03/10/2009 : L'Alsace
RepèresTricastin avant Fessenheim -. La centrale de Fessenheim est la plus ancienne du parc français, avec 32 années de production au compteur électrique, mais elle n’est pas la première à se soumettre à une troisième visite décennale. Le « hasard de la programmation des travaux de maintenance » a fait subir cette épreuve en premier au réacteur numéro 1 de la centrale de Tricastin (Drôme) qui en compte quatre. Mis en service en 1979, ce réacteur de 900 MW également a été mis à l’arrêt le 2 mai dernier pour un « check up » complet qui a duré 4 mois et coûté 48 millions d’euros (16 millions de moins que celui de Fessenheim 1). Le bilan de santé ayant été jugé satisfaisant, ce réacteur a été autorisé à redémarrer le 31 août, en attendant l’autorisation formelle pour dix années supplémentaires que l’ASN devrait délivrer l’an prochain.
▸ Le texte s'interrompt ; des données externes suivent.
//! Add/edit form for projects, mounted behind `ProtectedRoute`.

use leptos::prelude::*;
use leptos_router::NavigateOptions;
use leptos_router::hooks::{use_navigate, use_params_map};

use crate::net::types::{Project, ProjectDraft, ResourceDraft};
use crate::pages::actions::{LoadStatus, ResourceActions, selected_image};
use crate::util::gate::is_owner;

#[component]
pub fn ProjectEditorPage() -> impl IntoView {
    let actions = ResourceActions::for_view();
    let session = actions.session;
    let params = use_params_map();
    let navigate = use_navigate();
    let editing_id = Memo::new(move |_| params.read().get("id"));

    let existing = RwSignal::new(None::<Project>);
    let status = RwSignal::new(if editing_id.get_untracked().is_some() {
        LoadStatus::Loading
    } else {
        LoadStatus::Ready
    });
    let draft = RwSignal::new(ProjectDraft::default());
    let busy = RwSignal::new(false);
    let error = RwSignal::new(String::new());
    let image_input = NodeRef::<leptos::html::Input>::new();

    {
        let actions = actions.clone();
        Effect::new(move || {
            if let Some(id) = editing_id.get() {
                actions.load_into(id, existing, status);
            }
        });
    }
    Effect::new(move || {
        if let Some(project) = existing.get() {
            draft.set(ProjectDraft::from_project(&project));
        }
    });

    // Edit mode is only offered to the owner; add mode to anyone signed in.
    let may_edit = move || match editing_id.get() {
        None => true,
        Some(_) => existing.with(|project| project.as_ref().is_some_and(|b| is_owner(&session.get(), b))),
    };

    let on_submit = move |ev: leptos::ev::SubmitEvent| {
        ev.prevent_default();
        if busy.get() {
            return;
        }
        let current = draft.get();
        if let Err(problem) = current.validate() {
            error.set(problem.to_owned());
            return;
        }
        error.set(String::new());
        let existing_id = editing_id.get_untracked();
        let target = existing_id
            .as_ref()
            .map_or_else(|| "/projects".to_owned(), |id| format!("/projects/{id}"));
        let navigate = navigate.clone();
        actions.save(existing_id, current, selected_image(image_input), busy, move || {
            navigate(&target, NavigateOptions::default());
        });
    };

    view! {
        <section class="editor">
            <h1>{move || if editing_id.get().is_some() { "Edit Project" } else { "Add Project" }}</h1>
            {move || match status.get() {
                LoadStatus::Loading => view! { <p class="editor__status">"Loading..."</p> }.into_any(),
                LoadStatus::Failed(msg) => view! { <p class="editor__error">{msg}</p> }.into_any(),
                LoadStatus::Ready if !may_edit() => {
                    view! { <p class="editor__error">"Only the owner can edit this project."</p> }.into_any()
                }
                LoadStatus::Ready => ().into_any(),
            }}
            <Show when=move || status.get() == LoadStatus::Ready && may_edit()>
                <form class="editor__form" on:submit=on_submit.clone()>
                    <label class="editor__field">
                        "Title"
                        <input
                            type="text"
                            prop:value=move || draft.get().title
                            on:input=move |ev| draft.update(|d| d.title = event_target_value(&ev))
                        />
                    </label>
                    <label class="editor__field">
                        "Description"
                        <textarea
                            rows="8"
                            prop:value=move || draft.get().description
                            on:input=move |ev| draft.update(|d| d.description = event_target_value(&ev))
                        ></textarea>
                    </label>
                    <label class="editor__field">
                        "Tech stack (comma separated)"
                        <input
                            type="text"
                            placeholder="Rust, Leptos, Axum"
                            prop:value=move || draft.get().tech_stack
                            on:input=move |ev| draft.update(|d| d.tech_stack = event_target_value(&ev))
                        />
                    </label>
                    <label class="editor__field">
                        "Live link"
                        <input
                            type="url"
                            prop:value=move || draft.get().live_link
                            on:input=move |ev| draft.update(|d| d.live_link = event_target_value(&ev))
                        />
                    </label>
                    <label class="editor__field">
                        "Source link"
                        <input
                            type="url"
                            prop:value=move || draft.get().github_link
                            on:input=move |ev| draft.update(|d| d.github_link = event_target_value(&ev))
                        />
                    </label>
                    <label class="editor__field">
                        "Screenshot"
                        <input type="file" accept="image/*" node_ref=image_input/>
                    </label>
                    <Show when=move || !error.get().is_empty()>
                        <p class="editor__error">{move || error.get()}</p>
                    </Show>
                    <button class="editor__submit" type="submit" disabled=move || busy.get()>
                        {move || if busy.get() { "Saving..." } else { "Save" }}
                    </button>
                </form>
            </Show>
        </section>
    }
}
Deux hypothèses pas d’actualité.- Une fermeture pourrait être décidée si l’exploitant estime que la centrale n’est plus rentable. Ce qui n’est pas le cas, selon EDF. Autre hypothèse : une révolution de la politique énergétique de la France. C’est ce que souhaite le mouvement antinucléaire. Mais le programme de réformes du président Sarkozy ne prévoit pas une sortie progressive du nucléaire, comme en Allemagne. Mais que le nouveau gouvernement Merkel pourrait remettre en question, notamment en retardant l’échéance de la sortie complète fixée à 2020.
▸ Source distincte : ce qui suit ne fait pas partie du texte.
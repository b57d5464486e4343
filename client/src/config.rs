//! Front-end configuration baked in at build time.
//!
//! Values come from `FOLIO_*` environment variables visible to the compiler
//! (`option_env!`), mirroring how the bundle is built for each deployment.
//! Parsing goes through a lookup function so tests never touch the process
//! environment.

#[cfg(test)]
#[path = "config_test.rs"]
mod config_test;

pub const DEFAULT_API_BASE_URL: &str = "http://localhost:5000";

#[derive(Clone, Debug, PartialEq, Eq)]
pub struct AppConfig {
    /// REST backend origin, without a trailing slash.
    pub api_base_url: String,
    /// Web API key of the identity provider project; empty disables sign-in.
    pub identity_api_key: String,
    /// Page that performs the federated sign-in inside a popup, if deployed.
    pub federated_url: Option<String>,
}

impl Default for AppConfig {
    fn default() -> Self {
        Self::from_lookup(|_| None)
    }
}

impl AppConfig {
    /// Build config from the variables captured at compile time.
    ///
    /// - `FOLIO_API_URL`: default `http://localhost:5000`
    /// - `FOLIO_IDENTITY_API_KEY`: default empty
    /// - `FOLIO_FEDERATED_URL`: optional
    pub fn from_build_env() -> Self {
        Self::from_lookup(|key| {
            let value = match key {
                "FOLIO_API_URL" => option_env!("FOLIO_API_URL"),
                "FOLIO_IDENTITY_API_KEY" => option_env!("FOLIO_IDENTITY_API_KEY"),
                "FOLIO_FEDERATED_URL" => option_env!("FOLIO_FEDERATED_URL"),
                _ => None,
            };
            value.map(str::to_owned)
        })
    }

    /// Build config from an arbitrary key lookup. Blank values count as unset.
    pub fn from_lookup<F>(lookup: F) -> Self
    where
        F: Fn(&str) -> Option<String>,
    {
        let read = |key: &str| lookup(key).map(|v| v.trim().to_owned()).filter(|v| !v.is_empty());

        let api_base_url = read("FOLIO_API_URL")
            .unwrap_or_else(|| DEFAULT_API_BASE_URL.to_owned())
            .trim_end_matches('/')
            .to_owned();
        let identity_api_key = read("FOLIO_IDENTITY_API_KEY").unwrap_or_default();
        let federated_url = read("FOLIO_FEDERATED_URL");

        Self { api_base_url, identity_api_key, federated_url }
    }
}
Les risques selon « Sortir du nucléaire ».-Les nuisances en fonctionnement « régulier » des centrales : rejets radioactifs liquides ou gazeux dans l’environnement, multiplication des leucémies infantiles à proximité des centrales. Le risque irréductible d’accident nucléaire, qu’il soit dû à une intention malveillante (les parois de béton d’un réacteur ne résisteraient pas à la chute d’un avion de ligne) ou à une erreur humaine de manipulation comme à Tchernobyl, voire à une maintenance insuffisante. Les risques liés aux déchets, problème encore irrésolu. Le stockage des déchets en profondeurs pose de multiples problèmes (entre autres, risque de contamination des nappes phréatiques, comme c’est déjà le cas dans l’ancienne mine de sel d’Asse), en plus de l’énigme consistant à conserver, pendant des milliers d’années, la mémoire de l’emplacement des déchets et de leur dangerosité.